Since the publication earlier this month by the Federal Trade Commission of new guidelines on endorsements and testimonials, the place and nature of ethical guidelines in the new-media world have been a hot topic. The guidelines, frankly, are plain stupid. But they do shine an interesting light on how new media ethos is shifting from objectivity to transparency.
In the new guidance, the FTC specifically calls out bloggers for close attention. According to the FTC, “the post of a blogger who receives cash or in-kind payment to review a product is considered an endorsement. Thus, bloggers who make an endorsement must disclose the material connections they share with the seller of the product or service.”
Responses to the new guidelines have spanned a wide range of opinion. ASBPE president Steve Roll had a standard old-media response in a post entitled “First, Kill All the Bloggers.” Roll’s position is that bloggers, as an “industry,” have failed to police themselves and hence deserve to be regulated. For Roll, it appears, the FTC guidelines validate his belief that bloggers are unethical and not real journalists. (Might one venture to suggest that Roll is just a shade behind the times? As NYU’s Jay Rosen said almost FIVE YEARS AGO, “Bloggers vs. Journalists is Over.”)
By contrast, the consensus of commenters seems to be that while well intentioned, the new guidelines will fail miserably in practice (see, for example, these posts by Jeff Jarvis and Michael Masnick). As both Jarvis and Masnick argue, no one likes pay-per-post advertising practices, but trying to control it by regulation creates a minefield for even the most ethical bloggers. As Masnick points out, for example, will the FTC really expect bloggers to disclose the age-old custom of receiving free books to review? And does anyone really think such “payment in-kind” influences the outcome of those reviews? (Full disclosure: I have either paid for or borrowed all the books reviewed so far for B2B Memes. But if any publisher wants to send me free review copies, be my guest! I will admit, however, that I received free books for the reviews I wrote some years ago for the Tennessean.)
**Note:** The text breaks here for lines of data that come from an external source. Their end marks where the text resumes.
//! JSON writer mirroring the parser's grammar.
//!
//! Output layout is controlled by [`WriteOptions`]: a negative indent writes
//! everything on one line, zero puts each property on its own line without
//! indentation, and a positive value indents nested containers by that many
//! spaces. Commas and key quotes can be turned off for a more readable debug
//! rendering that is no longer JSON.

use std::io::{self, Write};

use glam::{DMat4, DQuat, DVec3, DVec4};
use log::warn;

use crate::object::GltfObject;
use crate::table::{Handle, RootArray};
use crate::value::{Dictionary, Value};

/// Formatting options for [`Writer`].
#[derive(Debug, Clone, Copy, PartialEq, Eq)]
pub struct WriteOptions {
    /// Negative: single line. Zero: newlines only. Positive: spaces per level.
    pub indent: i32,
    pub use_comma: bool,
    pub quote_keys: bool,
}

impl WriteOptions {
    pub fn json(indent: i32) -> Self {
        WriteOptions {
            indent,
            use_comma: true,
            quote_keys: true,
        }
    }

    pub fn compact() -> Self {
        Self::json(-1)
    }

    /// Two-space indent, no commas, unquoted keys.
    pub fn debug() -> Self {
        WriteOptions {
            indent: 2,
            use_comma: false,
            quote_keys: false,
        }
    }
}

impl Default for WriteOptions {
    fn default() -> Self {
        Self::json(2)
    }
}

/// Something that can be written as a JSON value.
pub trait WriteJson {
    fn write_json(&self, w: &mut Writer<'_>) -> io::Result<()>;

    /// Whether a property holding this value is left out entirely.
    fn is_omitted(&self) -> bool {
        false
    }

    /// Scalars are written inline inside arrays; everything else gets its
    /// own line.
    fn is_scalar(&self) -> bool {
        true
    }
}

/// Streams JSON to an output, tracking nesting and separators.
pub struct Writer<'a> {
    out: &'a mut dyn Write,
    options: WriteOptions,
    level: usize,
    need_comma: bool,
}

impl<'a> Writer<'a> {
    pub fn new(out: &'a mut dyn Write, options: WriteOptions) -> Self {
        Writer {
            out,
            options,
            level: 0,
            need_comma: false,
        }
    }

    pub fn options(&self) -> &WriteOptions {
        &self.options
    }

    /// Writes a complete top-level object, followed by a newline unless the
    /// output is compact.
    pub fn write_document<T: GltfObject>(&mut self, object: &T) -> io::Result<()> {
        self.write_object(object)?;
        if self.options.indent >= 0 {
            self.out.write_all(b"\n")?;
        }
        Ok(())
    }

    pub fn write_object<T: GltfObject>(&mut self, object: &T) -> io::Result<()> {
        self.begin_object()?;
        object.write_properties(self)?;
        self.end_object()
    }

    fn newline(&mut self) -> io::Result<()> {
        if self.options.indent < 0 {
            return Ok(());
        }
        self.out.write_all(b"\n")?;
        let width = self.options.indent as usize * self.level;
        write!(self.out, "{:width$}", "", width = width)
    }

    /// Emits the separator before a property or block element.
    fn separator(&mut self) -> io::Result<()> {
        if self.need_comma {
            if self.options.use_comma {
                self.out.write_all(b",")?;
            } else if self.options.indent < 0 {
                self.out.write_all(b" ")?;
            }
        }
        self.need_comma = true;
        self.newline()
    }

    pub fn begin_object(&mut self) -> io::Result<()> {
        self.out.write_all(b"{")?;
        self.level += 1;
        self.need_comma = false;
        Ok(())
    }

    pub fn end_object(&mut self) -> io::Result<()> {
        self.close(b"}")
    }

    fn begin_block_array(&mut self) -> io::Result<()> {
        self.out.write_all(b"[")?;
        self.level += 1;
        self.need_comma = false;
        Ok(())
    }

    fn close(&mut self, bracket: &[u8]) -> io::Result<()> {
        let had_content = self.need_comma;
        self.level -= 1;
        if had_content {
            self.newline()?;
        }
        self.out.write_all(bracket)?;
        self.need_comma = true;
        Ok(())
    }

    /// Writes a key and its separator; the caller writes the value next.
    pub fn write_key(&mut self, key: &str) -> io::Result<()> {
        self.separator()?;
        if self.options.quote_keys {
            self.write_string(key)?;
        } else {
            self.out.write_all(key.as_bytes())?;
        }
        if self.options.indent < 0 && self.options.quote_keys {
            self.out.write_all(b":")
        } else {
            self.out.write_all(b": ")
        }
    }

    /// Writes `key: value` unless the value is omitted.
    pub fn write_property<V: WriteJson + ?Sized>(&mut self, key: &str, value: &V) -> io::Result<()> {
        if value.is_omitted() {
            return Ok(());
        }
        self.write_key(key)?;
        value.write_json(self)
    }

    /// Writes `key: value` even if the value would normally be omitted.
    pub fn write_property_always<V: WriteJson + ?Sized>(
        &mut self,
        key: &str,
        value: &V,
    ) -> io::Result<()> {
        self.write_key(key)?;
        value.write_json(self)
    }

    pub fn write_null(&mut self) -> io::Result<()> {
        self.out.write_all(b"null")
    }

    pub fn write_bool(&mut self, value: bool) -> io::Result<()> {
        self.out
            .write_all(if value { b"true" as &[u8] } else { b"false" })
    }

    /// Shortest representation that reads back to the same value; integral
    /// values are written without a fraction. Magnitudes outside
    /// `1e-5..1e16` use exponent form.
    pub fn write_number(&mut self, value: f64) -> io::Result<()> {
        if value.is_finite() {
            let magnitude = value.abs();
            if magnitude != 0.0 && !(1e-5..1e16).contains(&magnitude) {
                write!(self.out, "{:e}", value)
            } else {
                write!(self.out, "{}", value)
            }
        } else {
            warn!("Writing non-finite number {} as null", value);
            self.write_null()
        }
    }

    pub fn write_string(&mut self, value: &str) -> io::Result<()> {
        self.out.write_all(b"\"")?;
        let mut start = 0;
        for (i, c) in value.char_indices() {
            let escaped = match c {
                '"' => Some("\\\""),
                '\\' => Some("\\\\"),
                '\u{8}' => Some("\\b"),
                '\u{c}' => Some("\\f"),
                '\n' => Some("\\n"),
                '\r' => Some("\\r"),
                '\t' => Some("\\t"),
                c if (c as u32) < 0x20 => None,
                _ => continue,
            };
            self.out.write_all(value[start..i].as_bytes())?;
            match escaped {
                Some(text) => self.out.write_all(text.as_bytes())?,
                None => write!(self.out, "\\u{:04x}", c as u32)?,
            }
            start = i + c.len_utf8();
        }
        self.out.write_all(value[start..].as_bytes())?;
        self.out.write_all(b"\"")
    }

    fn inline_separator(&mut self) -> io::Result<()> {
        if self.options.use_comma {
            self.out.write_all(b",")?;
        }
        if self.options.indent >= 0 || !self.options.use_comma {
            self.out.write_all(b" ")?;
        }
        Ok(())
    }

    /// Writes numbers on one line: `[1, 2, 3]`.
    pub fn write_number_array(&mut self, values: &[f64]) -> io::Result<()> {
        self.out.write_all(b"[")?;
        for (i, value) in values.iter().enumerate() {
            if i > 0 {
                self.inline_separator()?;
            }
            self.write_number(*value)?;
        }
        self.out.write_all(b"]")
    }

    /// Writes an array; scalars go on one line, anything else one element
    /// per line.
    pub fn write_array<T: WriteJson>(&mut self, items: &[T]) -> io::Result<()> {
        if items.iter().all(WriteJson::is_scalar) {
            self.out.write_all(b"[")?;
            for (i, item) in items.iter().enumerate() {
                if i > 0 {
                    self.inline_separator()?;
                }
                item.write_json(self)?;
            }
            return self.out.write_all(b"]");
        }
        self.begin_block_array()?;
        for item in items {
            self.separator()?;
            item.write_json(self)?;
            self.need_comma = true;
        }
        self.close(b"]")
    }

    /// Writes a 4x4 matrix in column-major order, one column per line when
    /// indenting.
    pub fn write_matrix(&mut self, m: &DMat4) -> io::Result<()> {
        let values = m.to_cols_array();
        if self.options.indent < 0 {
            return self.write_number_array(&values);
        }
        self.begin_block_array()?;
        for column in values.chunks(4) {
            self.separator()?;
            for (i, value) in column.iter().enumerate() {
                if i > 0 {
                    self.inline_separator()?;
                }
                self.write_number(*value)?;
            }
        }
        self.close(b"]")
    }
}

// ============================================================================
// WriteJson implementations
// ============================================================================

impl WriteJson for bool {
    fn write_json(&self, w: &mut Writer<'_>) -> io::Result<()> {
        w.write_bool(*self)
    }
}

impl WriteJson for f64 {
    fn write_json(&self, w: &mut Writer<'_>) -> io::Result<()> {
        w.write_number(*self)
    }
}

impl WriteJson for usize {
    fn write_json(&self, w: &mut Writer<'_>) -> io::Result<()> {
        w.write_number(*self as f64)
    }
}

impl WriteJson for str {
    fn write_json(&self, w: &mut Writer<'_>) -> io::Result<()> {
        w.write_string(self)
    }
}

impl WriteJson for String {
    fn write_json(&self, w: &mut Writer<'_>) -> io::Result<()> {
        w.write_string(self)
    }

    fn is_omitted(&self) -> bool {
        self.is_empty()
    }
}

impl WriteJson for DVec3 {
    fn write_json(&self, w: &mut Writer<'_>) -> io::Result<()> {
        w.write_number_array(&self.to_array())
    }
}

impl WriteJson for DVec4 {
    fn write_json(&self, w: &mut Writer<'_>) -> io::Result<()> {
        w.write_number_array(&self.to_array())
    }
}

impl WriteJson for DQuat {
    fn write_json(&self, w: &mut Writer<'_>) -> io::Result<()> {
        w.write_number_array(&self.to_array())
    }
}

impl WriteJson for DMat4 {
    fn write_json(&self, w: &mut Writer<'_>) -> io::Result<()> {
        w.write_matrix(self)
    }
}

impl<T> WriteJson for Handle<T> {
    fn write_json(&self, w: &mut Writer<'_>) -> io::Result<()> {
        w.write_number(self.index() as f64)
    }
}

impl<T: WriteJson> WriteJson for Option<T> {
    fn write_json(&self, w: &mut Writer<'_>) -> io::Result<()> {
        match self {
            Some(value) => value.write_json(w),
            None => w.write_null(),
        }
    }

    fn is_omitted(&self) -> bool {
        self.is_none()
    }

    fn is_scalar(&self) -> bool {
        self.as_ref().map_or(true, WriteJson::is_scalar)
    }
}

impl<T: WriteJson> WriteJson for Vec<T> {
    fn write_json(&self, w: &mut Writer<'_>) -> io::Result<()> {
        w.write_array(self)
    }

    fn is_omitted(&self) -> bool {
        self.is_empty()
    }

    fn is_scalar(&self) -> bool {
        false
    }
}

impl<T: WriteJson> WriteJson for Dictionary<T> {
    fn write_json(&self, w: &mut Writer<'_>) -> io::Result<()> {
        w.begin_object()?;
        for (key, value) in self {
            w.write_property_always(key, value)?;
        }
        w.end_object()
    }

    fn is_omitted(&self) -> bool {
        self.is_empty()
    }

    fn is_scalar(&self) -> bool {
        false
    }
}

impl WriteJson for Value {
    fn write_json(&self, w: &mut Writer<'_>) -> io::Result<()> {
        match self {
            Value::Undefined | Value::Null => w.write_null(),
            Value::Bool(b) => w.write_bool(*b),
            Value::Number(n) => w.write_number(*n),
            Value::String(s) => w.write_string(s),
            Value::Array(items) => w.write_array(items),
            Value::Object(dict) => dict.write_json(w),
        }
    }

    fn is_omitted(&self) -> bool {
        self.is_undefined()
    }

    fn is_scalar(&self) -> bool {
        !matches!(self, Value::Array(_) | Value::Object(_))
    }
}

impl<T: GltfObject> WriteJson for T {
    fn write_json(&self, w: &mut Writer<'_>) -> io::Result<()> {
        w.write_object(self)
    }

    fn is_scalar(&self) -> bool {
        false
    }
}

impl<T: GltfObject> WriteJson for RootArray<T> {
    fn write_json(&self, w: &mut Writer<'_>) -> io::Result<()> {
        w.begin_block_array()?;
        for object in self.iter() {
            w.separator()?;
            w.write_object(object)?;
        }
        w.close(b"]")
    }

    fn is_omitted(&self) -> bool {
        self.is_empty()
    }

    fn is_scalar(&self) -> bool {
        false
    }
}
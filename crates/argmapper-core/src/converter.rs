//! Converters: capabilities that map a set of input keys to a set of output keys.
//!
//! A converter is built either from a declared [`Signature`] plus an opaque
//! [`Invoke`] handle (the native-invoker collaborator), or from a typed Rust
//! closure over [`ArgStruct`] bundles, in which case the signature is derived
//! from the bundle types. Both paths go through the same validation.

use std::fmt;
use std::sync::Arc;

use anyhow::anyhow;
use argmapper_types::{ArgKey, ArgStruct, Environment};

use crate::error::ConstructionError;
use crate::signature::{Shape, Signature};

/// Position of a converter in its resolver's registration order.
#[derive(Debug, Clone, Copy, PartialEq, Eq, PartialOrd, Ord, Hash)]
pub struct ConverterId(pub usize);

impl fmt::Display for ConverterId {
    fn fmt(&self, f: &mut fmt::Formatter<'_>) -> fmt::Result {
        write!(f, "#{}", self.0)
    }
}

/// Result of invoking a converter.
#[derive(Debug)]
pub enum Invocation {
    /// The converter produced a partial environment.
    Produced(Environment),
    /// The converter explicitly returned no value.
    Absent,
    /// The converter returned an error.
    Failed(anyhow::Error),
}

impl Invocation {
    /// Map an `Option` result: `None` is an absent value.
    pub fn from_option(output: Option<Environment>) -> Self {
        match output {
            Some(env) => Invocation::Produced(env),
            None => Invocation::Absent,
        }
    }

    /// Map a `Result<Option<_>, _>` result, the most general converter return.
    pub fn from_result<E>(output: Result<Option<Environment>, E>) -> Self
    where
        E: Into<anyhow::Error>,
    {
        match output {
            Ok(output) => Invocation::from_option(output),
            Err(e) => Invocation::Failed(e.into()),
        }
    }
}

/// Native invoker: calls the underlying function with the input subset of an
/// environment and reports what it produced.
pub trait Invoke: Send + Sync {
    fn invoke(&self, input: Environment) -> Invocation;
}

impl<F> Invoke for F
where
    F: Fn(Environment) -> Invocation + Send + Sync,
{
    fn invoke(&self, input: Environment) -> Invocation {
        self(input)
    }
}

/// A registered conversion step.
#[derive(Clone)]
pub struct Converter {
    name: String,
    inputs: Vec<ArgKey>,
    outputs: Vec<ArgKey>,
    fallible: bool,
    invoker: Arc<dyn Invoke>,
}

impl Converter {
    /// Build a converter from a declared signature and an invoker.
    pub fn from_signature(
        name: impl Into<String>,
        signature: &Signature,
        invoker: impl Invoke + 'static,
    ) -> Result<Self, ConstructionError> {
        let name = name.into();
        let shape = signature.validate_converter(&name)?;
        Ok(Self {
            name,
            inputs: shape.inputs,
            outputs: shape.outputs,
            fallible: shape.fallible,
            invoker: Arc::new(invoker),
        })
    }

    /// A converter that always produces its output.
    ///
    /// ```
    /// use argmapper_core::Converter;
    /// use argmapper_types::arg_struct;
    ///
    /// arg_struct! { struct FullName { full_name: String => "FullName" } }
    /// arg_struct! { struct Name { name: String => "Name" } }
    ///
    /// let conv = Converter::infallible("first_token", |i: FullName| Name {
    ///     name: i.full_name.split_whitespace().next().unwrap_or_default().to_string(),
    /// })
    /// .unwrap();
    /// assert!(!conv.is_fallible());
    /// assert_eq!(conv.outputs()[0].name(), "Name");
    /// ```
    pub fn infallible<I, O, F>(name: impl Into<String>, f: F) -> Result<Self, ConstructionError>
    where
        I: ArgStruct,
        O: ArgStruct,
        F: Fn(I) -> O + Send + Sync + 'static,
    {
        let signature = Signature::function(vec![Shape::of::<I>()], vec![Shape::of::<O>()]);
        Self::typed::<I, _>(name, &signature, move |input| {
            Invocation::Produced(f(input).into_env())
        })
    }

    /// A converter that may return no value, which fails the current chain.
    pub fn optional<I, O, F>(name: impl Into<String>, f: F) -> Result<Self, ConstructionError>
    where
        I: ArgStruct,
        O: ArgStruct,
        F: Fn(I) -> Option<O> + Send + Sync + 'static,
    {
        let signature =
            Signature::function(vec![Shape::of::<I>()], vec![Shape::optional::<O>()]);
        Self::typed::<I, _>(name, &signature, move |input| {
            Invocation::from_option(f(input).map(O::into_env))
        })
    }

    /// A converter that may return an error, which fails the current chain
    /// and is kept verbatim in the attempt trail.
    pub fn fallible<I, O, E, F>(name: impl Into<String>, f: F) -> Result<Self, ConstructionError>
    where
        I: ArgStruct,
        O: ArgStruct,
        E: Into<anyhow::Error>,
        F: Fn(I) -> Result<O, E> + Send + Sync + 'static,
    {
        let signature = Signature::function(
            vec![Shape::of::<I>()],
            vec![Shape::of::<O>(), Shape::Error],
        );
        Self::typed::<I, _>(name, &signature, move |input| {
            Invocation::from_result(f(input).map(|o| Some(o.into_env())))
        })
    }

    /// A converter that may return either no value or an error.
    pub fn fallible_optional<I, O, E, F>(
        name: impl Into<String>,
        f: F,
    ) -> Result<Self, ConstructionError>
    where
        I: ArgStruct,
        O: ArgStruct,
        E: Into<anyhow::Error>,
        F: Fn(I) -> Result<Option<O>, E> + Send + Sync + 'static,
    {
        let signature = Signature::function(
            vec![Shape::of::<I>()],
            vec![Shape::optional::<O>(), Shape::Error],
        );
        Self::typed::<I, _>(name, &signature, move |input| {
            Invocation::from_result(f(input).map(|o| o.map(O::into_env)))
        })
    }

    fn typed<I, F>(
        name: impl Into<String>,
        signature: &Signature,
        call: F,
    ) -> Result<Self, ConstructionError>
    where
        I: ArgStruct,
        F: Fn(I) -> Invocation + Send + Sync + 'static,
    {
        Self::from_signature(name, signature, move |env: Environment| {
            match I::from_env(&env) {
                Some(input) => call(input),
                None => Invocation::Failed(anyhow!(
                    "input bundle could not be built from {}",
                    env
                )),
            }
        })
    }

    pub fn name(&self) -> &str {
        &self.name
    }

    pub fn inputs(&self) -> &[ArgKey] {
        &self.inputs
    }

    pub fn outputs(&self) -> &[ArgKey] {
        &self.outputs
    }

    pub fn is_fallible(&self) -> bool {
        self.fallible
    }

    pub fn produces(&self, key: &ArgKey) -> bool {
        self.outputs.contains(key)
    }

    /// Invoke the converter on `input`, which must hold exactly the input keys.
    pub fn invoke(&self, input: Environment) -> Invocation {
        self.invoker.invoke(input)
    }
}

impl fmt::Debug for Converter {
    fn fmt(&self, f: &mut fmt::Formatter<'_>) -> fmt::Result {
        f.debug_struct("Converter")
            .field("name", &self.name)
            .field("inputs", &self.inputs)
            .field("outputs", &self.outputs)
            .field("fallible", &self.fallible)
            .finish_non_exhaustive()
    }
}

impl fmt::Display for Converter {
    fn fmt(&self, f: &mut fmt::Formatter<'_>) -> fmt::Result {
        let join = |keys: &[ArgKey]| {
            keys.iter()
                .map(ToString::to_string)
                .collect::<Vec<_>>()
                .join(", ")
        };
        write!(
            f,
            "{}({}) -> ({})",
            self.name,
            join(&self.inputs),
            join(&self.outputs)
        )?;
        if self.fallible {
            write!(f, " [fallible]")?;
        }
        Ok(())
    }
}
Whatever you may think of the new guidelines, they do raise an intriguing question: Have new media subtly altered our perception of what is and isn’t ethical in journalism and publishing? This topic came up on the latest episode of This Week in Tech (TWiT), when host Leo Laporte cited the above-mentioned Jay Rosen. Laporte recalled how, when he was first hired by the now defunct TechTV cable network in the 1990s, he had signed a very strict document outlining “ethical principles in journalism.” But at last week’s Blog World Expo, he said, Rosen told him that now, “anything goes as long as you disclose.”
Laporte, clearly, was not comfortable with that view. As an example, he referred to his strict practice of not going on paid press junkets. “Disclosure,” he said, “does not compensate for the potential conflict of interest.” His panelists, however, were more flexible. “It all depends on what editorial brand you’re creating,” said one.
At this point, panelist and well-known tech journalist John Dvorak stepped in with what was, for me, a fairly mind-blowing comment.
“All this ethical stuff, including that [TechTV] document you’re talking about, pretty much was designed by the New York Times for the sole purpose of giving the New York Times an advantage over smaller papers and smaller venues. If you have an event, for example, that is taking place in Tokyo, where breaking news is going to take place, it would normally be expected in the European press that some companies would fly you out there (Sony, Nokia). And if you read the European reports they’re not giving them any breaks just because they got a free flight.
[But] the New York Times has it that, No, No, you cannot go to the Nokia event on Nokia’s dime. We have to pay for it ourselves on our own dime, and then you can go and be more objective when you report on it. I’m thinking, this is just to keep out the smaller papers that aren’t going to send anybody.”
Granted, Dvorak likes to play the cynical and bombastic curmudgeon, but his point here is eye-opening. The Times’s position on junkets may not be a competitive ploy, but it is a luxury few can afford nowadays. As an old-media editorial director for an old-media publisher, I generally took the New York Times/Leo Laporte position. But in a transformed and fragmented media world, where hyper-narrow niche blogs are replacing broader, better-funded print publications, that approach no longer works. So my new, post-Dvorak position on paid junkets? If you disclose, you can go.
In the new media world, transparency has replaced objectivity as the journalistic ideal. To my mind, at least, this is a good thing. True objectivity can never be achieved. Transparency can.
UPDATE (10/23/09): A transcript of the TWiT episode is now available.